Peraturan tersebut diungkapkan dengan formula alami untuk umat Islam: haji adalah pilar Islam, satu manifestasi utama milik seseorang terhadap Umma, dan salah satu unsur paling penting dari hubungan antara negara Rusia dengan komunitas Muslim dan Timur Muslimnya. Rusia mengakui dan menghormati tradisi umat Islam. Ini menilai secara tidak memihak situasi internasional dan epidemiologi di Timur. Ini bertindak di tempat kebutuhan untuk memperkuat ukuran kepercayaan antara pemerintah dan kaum Muslimin.

Pada saat yang sama, ini dipandu oleh tuntutan keamanan publik dan keamanan nasional kekaisaran dan keamanan subyek Muslimnya yang melakukan ziarah di luar Rusia. Penting diingat bahwa pada awal abad ke-20, haji sebenarnya menjadi faktor kepercayaan antara pemerintah dan komunitas Muslim, dan hal itu diakui sebagai pilar integral Islam dan sebagai elemen penting dari hubungan religius internasional. Haji diberi status yang sama dengan ziarah orang Kristen Ortodoks dan Yahudi ke Yerusalem. Ini menilai secara tidak memihak situasi internasional dan epidemiologi di Timur. Upaya untuk memperkuat tingkat kepercayaan antara pemerintah dan kaum Muslimin.
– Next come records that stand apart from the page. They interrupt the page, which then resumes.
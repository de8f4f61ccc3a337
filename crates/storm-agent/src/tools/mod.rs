//! A set of built-in tools that models can use.

mod extract_content;
mod web_search;

pub use extract_content::ExtractContentTool;
pub use web_search::WebSearchTool;

use reqwest::StatusCode;
use storm_agent_core::tool::Error as ToolError;

/// Turns a failed HTTP status from a web API into a tool error the model
/// can act on.
fn status_error(service: &str, key_var: &str, status: StatusCode) -> ToolError {
    let reason = match status {
        StatusCode::UNAUTHORIZED | StatusCode::FORBIDDEN => {
            format!("{service} rejected the request ({status}), check that {key_var} is valid")
        }
        StatusCode::TOO_MANY_REQUESTS => {
            format!("{service} rate limit exceeded, try again later")
        }
        StatusCode::BAD_REQUEST | StatusCode::UNPROCESSABLE_ENTITY => {
            format!("{service} rejected the parameters ({status})")
        }
        _ => format!("{service} request failed with {status}"),
    };
    ToolError::execution_error().with_reason(reason)
}

fn request_error(service: &str, err: reqwest::Error) -> ToolError {
    let reason = if err.is_timeout() {
        format!("{service} did not respond in time")
    } else {
        format!("{service} request failed: {err}")
    };
    ToolError::execution_error().with_reason(reason)
}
Peraturan tersebut mengakhiri spekulasi politik provokatif anti-Rusia dan internasional mengenai pelanggaran hak-hak Muslim di Rusia. Menurut data resmi, pada tahun 1901 menyatakan sekitar 6000 jamaahbdari Rusia melakukan haji. Sedangkan setelah mengadopsi Peraturan Sementara yang baru pada tahun 1902 jumlahnya mencapai lebih dari 16000 orang. Pada saat yang sama, sumber-sumber asing melaporkan bahwa jumlah jamaah sebenarnya  yang telah tiba dari wilayah kekaisaran Rusia berjumlah sekitar 25 ribu. Setelah bertahun-tahun keterasingan dan saling tidak percaya, sebuah pengalaman unik tentang koeksistensi damai terhadap agama dan peradaban dunia  mulai bangkit dan berkembang di kekaisaran.